Registration Dossier

Administrative data

Key value for chemical safety assessment

Additional information

In vitro Bacterial mutagenicity (Ames test):

Dermalcare MAP L-213/S did not show any mutagenic activity in the bacterial reverse mutation test using Salmonella typhimurium TA1535, TA1537, TA100, TA98 and TA102 in the presence or absence of mammalian metabolic activation (S9).


In vitro Micronucleus assay:

Dermalcare MAP L-213/S did not induce any statistically significant increase in the frequency of human lymphocytes with micronuclei, in the presence or absence of a metabolizing system. Dermalcare is therefore considered to be non-clastogenic and non-aneugenic.

In vitro Mammalian cell gene mutation assay:

Dermalcare MAP L-213/S, did not induce any significant increase in the mutation frequency at the HPRT locus in V79 Chinese Hamster Cells, in the presence or absence of a metabolizing system. Dermalcare is therefore considered to be not mutagenic in mammalian cells.
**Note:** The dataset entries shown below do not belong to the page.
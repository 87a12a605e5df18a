//! Persisted catalog rows, the nested read-model tree and insert/update payloads.

use crate::domain::{AnimeId, AnimeStatus, EpisodeId, LinkId, SubtitleId, UserId};
use crate::models::draft::{AnimeDraft, EpisodeDraft, LinkDraft, SubtitleDraft};
use chrono::{DateTime, Utc};
use serde::{Deserialize, Deserializer, Serialize};

#[derive(Debug, Clone, PartialEq, Serialize, Deserialize)]
pub struct AnimeRecord {
    pub id: AnimeId,
    pub title: String,
    #[serde(default, deserialize_with = "string_or_null")]
    pub description: String,
    #[serde(default, deserialize_with = "string_or_null")]
    pub synopsis: String,
    pub release_year: i32,
    pub episode_count: i32,
    #[serde(default)]
    pub studio_id: Option<String>,
    #[serde(default)]
    pub studio_name: Option<String>,
    pub rating: f32,
    pub status: AnimeStatus,
    #[serde(default)]
    pub thumbnail_url: Option<String>,
    pub created_at: DateTime<Utc>,
    pub updated_at: DateTime<Utc>,
    pub added_by: UserId,
    #[serde(default)]
    pub is_archived: bool,
    #[serde(default, deserialize_with = "vec_or_null")]
    pub genres: Vec<String>,
}

#[derive(Debug, Clone, PartialEq, Serialize, Deserialize)]
pub struct EpisodeRecord {
    pub id: EpisodeId,
    pub anime_id: AnimeId,
    pub episode_number: i32,
    #[serde(default)]
    pub title: Option<String>,
    #[serde(default)]
    pub description: Option<String>,
    #[serde(default)]
    pub duration: Option<String>,
    #[serde(default)]
    pub thumbnail_url: Option<String>,
    pub created_at: DateTime<Utc>,
    pub updated_at: DateTime<Utc>,
}

#[derive(Debug, Clone, PartialEq, Serialize, Deserialize)]
pub struct LinkRecord {
    pub id: LinkId,
    pub episode_id: EpisodeId,
    pub platform: String,
    pub url: String,
    #[serde(default)]
    pub quality: Option<String>,
    #[serde(default)]
    pub file_size: Option<String>,
    pub created_at: DateTime<Utc>,
    pub updated_at: DateTime<Utc>,
}

#[derive(Debug, Clone, PartialEq, Serialize, Deserialize)]
pub struct SubtitleRecord {
    pub id: SubtitleId,
    pub link_id: LinkId,
    pub language: String,
    #[serde(default)]
    pub url: Option<String>,
    #[serde(default)]
    pub file_path: Option<String>,
    #[serde(default)]
    pub file_name: Option<String>,
    pub created_at: DateTime<Utc>,
    pub updated_at: DateTime<Utc>,
}

/// One anime with its full episode/link/subtitle tree, as the read model sees it.
#[derive(Debug, Clone, PartialEq, Serialize, Deserialize)]
pub struct AnimeWithDetails {
    #[serde(flatten)]
    pub anime: AnimeRecord,
    #[serde(default, deserialize_with = "vec_or_null")]
    pub episodes: Vec<EpisodeWithLinks>,
}

#[derive(Debug, Clone, PartialEq, Serialize, Deserialize)]
pub struct EpisodeWithLinks {
    #[serde(flatten)]
    pub episode: EpisodeRecord,
    /// Embedded as `episode_links` by the table API.
    #[serde(default, alias = "episode_links", deserialize_with = "vec_or_null")]
    pub links: Vec<LinkWithSubtitles>,
}

#[derive(Debug, Clone, PartialEq, Serialize, Deserialize)]
pub struct LinkWithSubtitles {
    #[serde(flatten)]
    pub link: LinkRecord,
    #[serde(default, deserialize_with = "vec_or_null")]
    pub subtitles: Vec<SubtitleRecord>,
}

impl AnimeWithDetails {
    /// Orders embedded episodes by number; the backend returns them unordered.
    pub fn sort_episodes(&mut self) {
        self.episodes
            .sort_by_key(|episode| episode.episode.episode_number);
    }

    #[must_use]
    pub fn episode(&self, episode_number: i32) -> Option<&EpisodeWithLinks> {
        self.episodes
            .iter()
            .find(|e| e.episode.episode_number == episode_number)
    }

    #[must_use]
    pub fn link_count(&self) -> usize {
        self.episodes.iter().map(|e| e.links.len()).sum()
    }
}

fn vec_or_null<'de, D, T>(deserializer: D) -> Result<Vec<T>, D::Error>
where
    D: Deserializer<'de>,
    T: Deserialize<'de>,
{
    Ok(Option::<Vec<T>>::deserialize(deserializer)?.unwrap_or_default())
}

/// Nullable text columns read as empty strings.
pub(crate) fn string_or_null<'de, D>(deserializer: D) -> Result<String, D::Error>
where
    D: Deserializer<'de>,
{
    Ok(Option::<String>::deserialize(deserializer)?.unwrap_or_default())
}

fn non_empty(value: &str) -> Option<String> {
    let trimmed = value.trim();
    if trimmed.is_empty() {
        None
    } else {
        Some(trimmed.to_string())
    }
}

#[derive(Debug, Clone, PartialEq, Serialize)]
pub struct NewAnime {
    pub title: String,
    pub description: String,
    pub synopsis: String,
    pub release_year: i32,
    pub episode_count: i32,
    pub studio_name: Option<String>,
    pub rating: f32,
    pub status: AnimeStatus,
    pub thumbnail_url: Option<String>,
    pub added_by: UserId,
    pub genres: Vec<String>,
}

impl NewAnime {
    /// Builds the anime row for `owner`. The synopsis falls back to the
    /// description and the episode count is always the draft's list length.
    #[must_use]
    pub fn from_draft(draft: &AnimeDraft, owner: UserId) -> Self {
        let description = draft.description.trim().to_string();
        let synopsis = non_empty(&draft.synopsis).unwrap_or_else(|| description.clone());

        Self {
            title: draft.title.trim().to_string(),
            description,
            synopsis,
            release_year: draft.release_year,
            episode_count: i32::try_from(draft.episodes.len()).unwrap_or(i32::MAX),
            studio_name: non_empty(&draft.studio_name),
            rating: draft.rating,
            status: draft.status,
            thumbnail_url: non_empty(&draft.thumbnail_url),
            added_by: owner,
            genres: draft.genres.clone(),
        }
    }
}

#[derive(Debug, Clone, PartialEq, Eq, Serialize)]
pub struct NewEpisode {
    pub anime_id: AnimeId,
    pub episode_number: i32,
    pub title: Option<String>,
    pub description: Option<String>,
    pub duration: Option<String>,
    pub thumbnail_url: Option<String>,
}

impl NewEpisode {
    #[must_use]
    pub fn from_draft(draft: &EpisodeDraft, anime_id: AnimeId) -> Self {
        Self {
            anime_id,
            episode_number: i32::try_from(draft.episode_number).unwrap_or(i32::MAX),
            title: non_empty(&draft.title),
            description: non_empty(&draft.description),
            duration: non_empty(&draft.duration),
            thumbnail_url: non_empty(&draft.thumbnail_url),
        }
    }
}

#[derive(Debug, Clone, PartialEq, Eq, Serialize)]
pub struct NewLink {
    pub episode_id: EpisodeId,
    pub platform: String,
    pub url: String,
    pub quality: Option<String>,
    pub file_size: Option<String>,
}

impl NewLink {
    #[must_use]
    pub fn from_draft(draft: &LinkDraft, episode_id: EpisodeId) -> Self {
        Self {
            episode_id,
            platform: draft.platform.trim().to_string(),
            url: draft.url.trim().to_string(),
            quality: non_empty(&draft.quality),
            file_size: non_empty(&draft.file_size),
        }
    }
}

#[derive(Debug, Clone, PartialEq, Eq, Serialize)]
pub struct NewSubtitle {
    pub link_id: LinkId,
    pub language: String,
    pub url: Option<String>,
    pub file_path: Option<String>,
    pub file_name: Option<String>,
}

impl NewSubtitle {
    #[must_use]
    pub fn from_draft(draft: &SubtitleDraft, link_id: LinkId) -> Self {
        Self {
            link_id,
            language: draft.language.trim().to_string(),
            url: non_empty(&draft.url),
            file_path: non_empty(&draft.file_path),
            file_name: non_empty(&draft.file_name),
        }
    }
}

/// Partial update of an anime row. `None` fields are left untouched.
#[derive(Debug, Clone, Default, PartialEq, Serialize)]
pub struct AnimeUpdate {
    #[serde(skip_serializing_if = "Option::is_none")]
    pub title: Option<String>,
    #[serde(skip_serializing_if = "Option::is_none")]
    pub description: Option<String>,
    #[serde(skip_serializing_if = "Option::is_none")]
    pub synopsis: Option<String>,
    #[serde(skip_serializing_if = "Option::is_none")]
    pub release_year: Option<i32>,
    #[serde(skip_serializing_if = "Option::is_none")]
    pub episode_count: Option<i32>,
    #[serde(skip_serializing_if = "Option::is_none")]
    pub studio_name: Option<String>,
    #[serde(skip_serializing_if = "Option::is_none")]
    pub rating: Option<f32>,
    #[serde(skip_serializing_if = "Option::is_none")]
    pub status: Option<AnimeStatus>,
    #[serde(skip_serializing_if = "Option::is_none")]
    pub thumbnail_url: Option<String>,
    #[serde(skip_serializing_if = "Option::is_none")]
    pub is_archived: Option<bool>,
    #[serde(skip_serializing_if = "Option::is_none")]
    pub genres: Option<Vec<String>>,
    #[serde(skip_serializing_if = "Option::is_none")]
    pub updated_at: Option<DateTime<Utc>>,
}

impl AnimeUpdate {
    #[must_use]
    pub fn is_empty(&self) -> bool {
        Self {
            updated_at: None,
            ..self.clone()
        } == Self::default()
    }

    /// Returns a copy stamped with the modification time.
    #[must_use]
    pub fn stamped(mut self, now: DateTime<Utc>) -> Self {
        self.updated_at = Some(now);
        self
    }
}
Justification for selection of genetic toxicity endpoint
No specific study was selected since all available in vitro studies were negative.

Short description of key information:
Three in vitro genotoxicity studies are considered to be key studies covering the mutagenic and clastogenic endpoints of genotoxicity.
An Ames test (Sarlang, 2012; OECD 471, Rel. 1), the HPRT test in hamster V79 cells (Verspeek-Rip, 2015; OECD 476 Rel. 1) and a Micronucleus Assay in human lymphocytes (Morris, 2015; OECD 487, Rel. 1) all gave negative results with and without metabolic activation. These studies confirm that Dermalcare MAP L-213/S does not have genotoxic potential.

Endpoint Conclusion: No adverse effect observed (negative)

Justification for classification or non-classification

Harmonized classification:

No harmonized classification is available according to the Regulation (EC) No 1272/2008.


Self classification:

Based on the absence of mutagenicity and clastogenicity in in vitro studies, it is concluded that Dermalcare MAP L-213/S is not genotoxic. Therefore no classification is warranted according to the criteria of Annex VI Directive 67/548/EEC or EU Regulation 1272/2008 (CLP).